ACTION ITEM: Would you transcribe each of the entries exactly, with nothing added or dropped?

Stored items from a collection
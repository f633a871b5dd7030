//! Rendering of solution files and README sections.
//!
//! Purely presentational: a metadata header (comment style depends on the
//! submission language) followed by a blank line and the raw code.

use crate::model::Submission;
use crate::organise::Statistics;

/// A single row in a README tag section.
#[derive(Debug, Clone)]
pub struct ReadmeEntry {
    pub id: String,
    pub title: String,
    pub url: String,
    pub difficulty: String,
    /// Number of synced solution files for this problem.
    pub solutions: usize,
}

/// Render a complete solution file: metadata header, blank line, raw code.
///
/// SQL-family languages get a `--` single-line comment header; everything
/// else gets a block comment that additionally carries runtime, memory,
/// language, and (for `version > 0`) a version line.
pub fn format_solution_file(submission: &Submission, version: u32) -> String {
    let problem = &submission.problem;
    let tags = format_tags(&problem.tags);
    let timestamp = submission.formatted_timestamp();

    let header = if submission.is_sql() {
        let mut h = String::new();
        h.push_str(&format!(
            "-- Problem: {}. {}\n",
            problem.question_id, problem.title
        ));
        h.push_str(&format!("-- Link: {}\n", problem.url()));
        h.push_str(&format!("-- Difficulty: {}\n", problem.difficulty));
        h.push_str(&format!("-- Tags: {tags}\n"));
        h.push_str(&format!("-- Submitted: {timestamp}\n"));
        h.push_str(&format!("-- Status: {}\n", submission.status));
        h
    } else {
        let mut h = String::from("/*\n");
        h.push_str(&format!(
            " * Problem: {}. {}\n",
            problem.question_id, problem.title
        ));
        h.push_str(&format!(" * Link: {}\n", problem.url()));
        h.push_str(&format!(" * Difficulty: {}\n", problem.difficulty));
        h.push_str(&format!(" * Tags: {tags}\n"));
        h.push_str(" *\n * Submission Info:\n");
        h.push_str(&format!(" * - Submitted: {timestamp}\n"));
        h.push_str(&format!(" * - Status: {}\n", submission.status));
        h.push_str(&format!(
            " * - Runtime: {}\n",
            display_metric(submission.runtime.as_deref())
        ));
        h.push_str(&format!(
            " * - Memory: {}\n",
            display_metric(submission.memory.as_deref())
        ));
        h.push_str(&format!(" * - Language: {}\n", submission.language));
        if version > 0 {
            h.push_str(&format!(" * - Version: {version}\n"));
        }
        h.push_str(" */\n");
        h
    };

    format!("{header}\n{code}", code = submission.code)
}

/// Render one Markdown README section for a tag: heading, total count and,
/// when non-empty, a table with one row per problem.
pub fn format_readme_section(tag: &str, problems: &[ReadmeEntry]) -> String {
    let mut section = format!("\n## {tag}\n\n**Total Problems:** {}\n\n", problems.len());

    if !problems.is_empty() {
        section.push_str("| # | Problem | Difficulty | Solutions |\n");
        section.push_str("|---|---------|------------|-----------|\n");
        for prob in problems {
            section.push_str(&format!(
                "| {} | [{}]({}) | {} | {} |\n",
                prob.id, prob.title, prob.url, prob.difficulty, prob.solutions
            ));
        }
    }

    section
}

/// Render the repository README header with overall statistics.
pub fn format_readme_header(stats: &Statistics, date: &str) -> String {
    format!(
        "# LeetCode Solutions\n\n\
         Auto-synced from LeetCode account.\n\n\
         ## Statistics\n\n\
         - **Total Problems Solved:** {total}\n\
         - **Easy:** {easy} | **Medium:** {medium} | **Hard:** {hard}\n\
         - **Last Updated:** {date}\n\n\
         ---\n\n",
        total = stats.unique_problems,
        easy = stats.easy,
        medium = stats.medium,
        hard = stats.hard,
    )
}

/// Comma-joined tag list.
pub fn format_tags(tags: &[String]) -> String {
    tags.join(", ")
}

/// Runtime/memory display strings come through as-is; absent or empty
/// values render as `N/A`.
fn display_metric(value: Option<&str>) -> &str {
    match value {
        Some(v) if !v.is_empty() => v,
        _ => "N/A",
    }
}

RESPONSE FOR THIS EXERCISE:
repository f633a871b5dd7030
//! Rendering of solution files and README sections.
//!
//! Purely presentational: a metadata header (comment style depends on the
//! submission language) followed by a blank line and the raw code.

use crate::model::Submission;
use crate::organise::Statistics;

/// A single row in a README tag section.
#[derive(Debug, Clone)]
pub struct ReadmeEntry {
    pub id: String,
    pub title: String,
    pub url: String,
    pub difficulty: String,
    /// Number of synced solution files for this problem.
    pub solutions: usize,
}

/// Render a complete solution file: metadata header, blank line, raw code.
///
/// SQL-family languages get a `--` single-line comment header; everything
/// else gets a block comment that additionally carries runtime, memory,
/// language, and (for `version > 0`) a version line.
pub fn format_solution_file(submission: &Submission, version: u32) -> String {
    let problem = &submission.problem;
    let tags = format_tags(&problem.tags);
    let timestamp = submission.formatted_timestamp();

    let header = if submission.is_sql() {
        let mut h = String::new();
        h.push_str(&format!(
            "-- Problem: {}. {}\n",
            problem.question_id, problem.title
        ));
        h.push_str(&format!("-- Link: {}\n", problem.url()));
        h.push_str(&format!("-- Difficulty: {}\n", problem.difficulty));
        h.push_str(&format!("-- Tags: {tags}\n"));
        h.push_str(&format!("-- Submitted: {timestamp}\n"));
        h.push_str(&format!("-- Status: {}\n", submission.status));
        h
    } else {
        let mut h = String::from("/*\n");
        h.push_str(&format!(
            " * Problem: {}. {}\n",
            problem.question_id, problem.title
        ));
        h.push_str(&format!(" * Link: {}\n", problem.url()));
        h.push_str(&format!(" * Difficulty: {}\n", problem.difficulty));
        h.push_str(&format!(" * Tags: {tags}\n"));
        h.push_str(" *\n * Submission Info:\n");
        h.push_str(&format!(" * - Submitted: {timestamp}\n"));
        h.push_str(&format!(" * - Status: {}\n", submission.status));
        h.push_str(&format!(
            " * - Runtime: {}\n",
            display_metric(submission.runtime.as_deref())
        ));
        h.push_str(&format!(
            " * - Memory: {}\n",
            display_metric(submission.memory.as_deref())
        ));
        h.push_str(&format!(" * - Language: {}\n", submission.language));
        if version > 0 {
            h.push_str(&format!(" * - Version: {version}\n"));
        }
        h.push_str(" */\n");
        h
    };

    format!("{header}\n{code}", code = submission.code)
}

/// Render one Markdown README section for a tag: heading, total count and,
/// when non-empty, a table with one row per problem.
pub fn format_readme_section(tag: &str, problems: &[ReadmeEntry]) -> String {
    let mut section = format!("\n## {tag}\n\n**Total Problems:** {}\n\n", problems.len());

    if !problems.is_empty() {
        section.push_str("| # | Problem | Difficulty | Solutions |\n");
        section.push_str("|---|---------|------------|-----------|\n");
        for prob in problems {
            section.push_str(&format!(
                "| {} | [{}]({}) | {} | {} |\n",
                prob.id, prob.title, prob.url, prob.difficulty, prob.solutions
            ));
        }
    }

    section
}

/// Render the repository README header with overall statistics.
pub fn format_readme_header(stats: &Statistics, date: &str) -> String {
    format!(
        "# LeetCode Solutions\n\n\
         Auto-synced from LeetCode account.\n\n\
         ## Statistics\n\n\
         - **Total Problems Solved:** {total}\n\
         - **Easy:** {easy} | **Medium:** {medium} | **Hard:** {hard}\n\
         - **Last Updated:** {date}\n\n\
         ---\n\n",
        total = stats.unique_problems,
        easy = stats.easy,
        medium = stats.medium,
        hard = stats.hard,
    )
}

/// Comma-joined tag list.
pub fn format_tags(tags: &[String]) -> String {
    tags.join(", ")
}

/// Runtime/memory display strings come through as-is; absent or empty
/// values render as `N/A`.
fn display_metric(value: Option<&str>) -> &str {
    match value {
        Some(v) if !v.is_empty() => v,
        _ => "N/A",
    }
}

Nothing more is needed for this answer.